● Activity: Answer with the exact lines of the following material from the one containing "pub fn set_analysis_cache(&mut" through the one containing "pub fn directory(&self)", both end lines included.

━━━━━ Data extracts

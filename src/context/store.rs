//! Persistent conversation context for a directory
//!
//! The store is the aggregate root for one conversation thread: the ordered
//! message history, an optional cached directory analysis, and running
//! metadata. It carries no policy beyond accessors and metadata upkeep;
//! pruning decisions live in [`crate::context::pruner`] and
//! [`crate::context::guard`].

use chrono::{DateTime, Utc};
use serde::{Deserialize, Serialize};
use std::path::{Path, PathBuf};

use crate::context::estimator;
use crate::context::limits::MAX_MESSAGE_LENGTH;

/// Current on-disk schema version
const STORE_VERSION: &str = "1";

/// A single message in the conversation
///
/// Messages are immutable once created; insertion order is semantically
/// significant because recency rules depend on position.
#[derive(Debug, Clone, PartialEq, Serialize, Deserialize)]
pub struct Message {
    /// Role of the sender (system, user, assistant)
    pub role: String,
    /// Free-text content
    pub content: String,
    /// Creation time
    pub timestamp: DateTime<Utc>,
}

impl Message {
    /// Creates a new message stamped with the current time
    pub fn new(role: impl Into<String>, content: impl Into<String>) -> Self {
        Self {
            role: role.into(),
            content: content.into(),
            timestamp: Utc::now(),
        }
    }

    /// Returns true if this is a system-role message
    pub fn is_system(&self) -> bool {
        self.role == "system"
    }
}

/// Cached directory analysis results
///
/// Produced by the analyzer on explicit user request and treated by the
/// core purely as a sized blob that counts against the token budget and can
/// be discarded wholesale by the emergency guard.
#[derive(Debug, Clone, PartialEq, Serialize, Deserialize)]
pub struct AnalysisCache {
    /// Indented rendering of the directory tree
    pub file_tree: String,
    /// README excerpt, when one was found
    #[serde(skip_serializing_if = "Option::is_none")]
    pub readme_content: Option<String>,
    /// Detected well-known configuration filenames
    pub primary_configs: Vec<String>,
}

/// Running statistics about the conversation
#[derive(Debug, Clone, Default, PartialEq, Eq, Serialize, Deserialize)]
pub struct Metadata {
    /// Number of stored messages; always equals `messages.len()`
    pub total_messages: usize,
    /// Estimated token count of messages plus analysis cache
    pub total_tokens_estimate: usize,
    /// Cumulative number of prune events; survives resets
    pub prune_count: usize,
}

/// Persistent conversation context for one directory
///
/// Created empty on first access per directory, loaded from storage on
/// subsequent access, mutated only by the manager and pruning components,
/// and persisted after each query cycle.
#[derive(Debug, Clone, PartialEq, Serialize, Deserialize)]
pub struct ContextStore {
    /// Schema version of the on-disk document
    pub version: String,
    /// Absolute directory path this context belongs to
    pub directory: PathBuf,
    /// Creation time of the store
    pub created_at: DateTime<Utc>,
    /// Time of the last persist
    pub updated_at: DateTime<Utc>,
    /// Time the analysis cache was last refreshed
    #[serde(skip_serializing_if = "Option::is_none")]
    pub last_analysis_at: Option<DateTime<Utc>>,
    /// Cached directory analysis, when one exists
    #[serde(skip_serializing_if = "Option::is_none")]
    pub analysis_cache: Option<AnalysisCache>,
    /// Ordered conversation history
    pub messages: Vec<Message>,
    /// Running statistics
    pub metadata: Metadata,
}

impl ContextStore {
    /// Creates a new, empty context store for the given directory
    ///
    /// # Examples
    ///
    /// ```
    /// use confab::context::store::ContextStore;
    ///
    /// let store = ContextStore::new("/some/project");
    /// assert!(store.messages.is_empty());
    /// assert_eq!(store.metadata.prune_count, 0);
    /// ```
    pub fn new(directory: impl Into<PathBuf>) -> Self {
        let now = Utc::now();
        Self {
            version: STORE_VERSION.to_string(),
            directory: directory.into(),
            created_at: now,
            updated_at: now,
            last_analysis_at: None,
            analysis_cache: None,
            messages: Vec::new(),
            metadata: Metadata::default(),
        }
    }

    /// Appends a message, applying the per-message content cap
    ///
    /// Content longer than [`MAX_MESSAGE_LENGTH`] bytes is truncated on a
    /// char boundary and an explicit truncation marker is appended.
    pub fn add_message(&mut self, role: impl Into<String>, content: impl Into<String>) {
        let content = truncate_content(content.into());
        self.messages.push(Message::new(role, content));
        self.refresh_metadata();
    }

    /// Estimates the current token count of messages plus analysis cache
    pub fn estimate_tokens(&self) -> usize {
        estimator::estimate_store(&self.messages, self.analysis_cache.as_ref())
    }

    /// Recomputes the message-count and token-estimate metadata
    ///
    /// Must be called after every mutation that will be followed by a
    /// persist, so that the stored metadata matches the stored content.
    pub fn refresh_metadata(&mut self) {
        self.metadata.total_messages = self.messages.len();
        self.metadata.total_tokens_estimate = self.estimate_tokens();
    }

    /// Installs a fresh analysis cache and stamps its refresh time
    pub fn set_analysis_cache(&mut self, cache: AnalysisCache) {
        self.analysis_cache = Some(cache);
        self.last_analysis_at = Some(Utc::now());
        self.refresh_metadata();
    }

    /// Discards the analysis cache and its refresh marker
    pub fn clear_analysis_cache(&mut self) {
        self.analysis_cache = None;
        self.last_analysis_at = None;
        self.refresh_metadata();
    }

    /// Clears all messages and the analysis cache
    ///
    /// The cumulative prune counter is preserved across resets.
    pub fn reset(&mut self) {
        self.messages.clear();
        self.analysis_cache = None;
        self.last_analysis_at = None;
        self.metadata = Metadata {
            prune_count: self.metadata.prune_count,
            ..Metadata::default()
        };
    }

    /// Returns the directory path as a display string
    pub fn directory_display(&self) -> String {
        self.directory.display().to_string()
    }

    /// Returns the directory path
    pub fn directory(&self) -> &Path {
        &self.directory
    }
}

/// Caps message content at [`MAX_MESSAGE_LENGTH`] bytes
///
/// Truncated content carries a marker naming the original length. The
/// result never exceeds the cap by more than the marker itself.
fn truncate_content(content: String) -> String {
    if content.len() <= MAX_MESSAGE_LENGTH {
        return content;
    }

    let original_len = content.chars().count();
    let mut end = MAX_MESSAGE_LENGTH;
    while !content.is_char_boundary(end) {
        end -= 1;
    }

    format!(
        "{}\n\n[Content truncated - original length {} characters]",
        &content[..end],
        original_len
    )
}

━━━━━━━━━━

● Result for this task:
    pub fn set_analysis_cache(&mut self, cache: AnalysisCache) {
        self.analysis_cache = Some(cache);
        self.last_analysis_at = Some(Utc::now());
        self.refresh_metadata();
    }

    /// Discards the analysis cache and its refresh marker
    pub fn clear_analysis_cache(&mut self) {
        self.analysis_cache = None;
        self.last_analysis_at = None;
        self.refresh_metadata();
    }

    /// Clears all messages and the analysis cache
    ///
    /// The cumulative prune counter is preserved across resets.
    pub fn reset(&mut self) {
        self.messages.clear();
        self.analysis_cache = None;
        self.last_analysis_at = None;
        self.metadata = Metadata {
            prune_count: self.metadata.prune_count,
            ..Metadata::default()
        };
    }

    /// Returns the directory path as a display string
    pub fn directory_display(&self) -> String {
        self.directory.display().to_string()
    }

    /// Returns the directory path
    pub fn directory(&self) -> &Path {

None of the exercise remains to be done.